I started across the yard for the house backdoor. He started off towards the doghouse.
I did not ask him that night how long the repair team would take to get here. Nor have I ever told him he could wait in my house, that possibly I would let him set up shop on the couch. I have not introduced him to the wife, nor told her we have a spaceship in the garage. Some things require too much explanation, get people worked up for reasons even they cannot fathom. I have not even asked this low maintenance alien his name, assuming he has one.
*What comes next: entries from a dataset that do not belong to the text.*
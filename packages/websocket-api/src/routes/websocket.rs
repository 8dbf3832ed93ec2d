use aws_lambda_events::apigw::ApiGatewayWebsocketProxyRequest;
use lambda_runtime::Error;
use serde_json::{json, Value};
use tracing::{debug, error};

use crate::routes::{connection, default, response};
use crate::state::AppState;

pub async fn websocket_handler(
    event: ApiGatewayWebsocketProxyRequest,
    state: AppState,
) -> Result<Value, Error> {
    let route_key = event.request_context.route_key.as_deref().unwrap_or("");
    let connection_id = event
        .request_context
        .connection_id
        .as_deref()
        .unwrap_or("");

    debug!(
        "Processing route_key: {}, connection_id: {}",
        route_key, connection_id
    );

    match route_key {
        "$connect" => connection::handle_connect(&event, state).await,
        "$disconnect" => connection::handle_disconnect(connection_id, state).await,
        "$default" => default::handle_default_message(&event, state).await,
        _ => {
            error!("Unknown route key: {}", route_key);
            Ok(response(400, Some(json!({"error": "Unknown route"}))))
        }
    }
}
I made up Narian, as it seemed too dramatic to call him ‘the alien’.
How long he is going to be in my doghouse, I cannot fathom. Who knows what the backlog is on an interstellar spaceship repair crew? Eventually, it could get awkward, but for now he is no trouble. I carried him out a beer yesterday. I think he drank it. He hasn’t asked for anything.
Next week my sister and her family are coming over for their monthly mission from the city. They pretend to be cordial, admit we are all still family, secretly are glad we live too many miles apart to have well integrated lives. We get through it, find some way to reward ourselves for our acceptable behavior afterwards. But this time, if Narian is still here when she and her brood show up, this is one time I will win the hand wringing and ‘guess what happened’ contest. I can’t wait to see the look on her face, the trouble in her eye, the stutter of defeat in her voice.
She will bust a blood vessel trying to think of what she can do to have something that will beat me next month.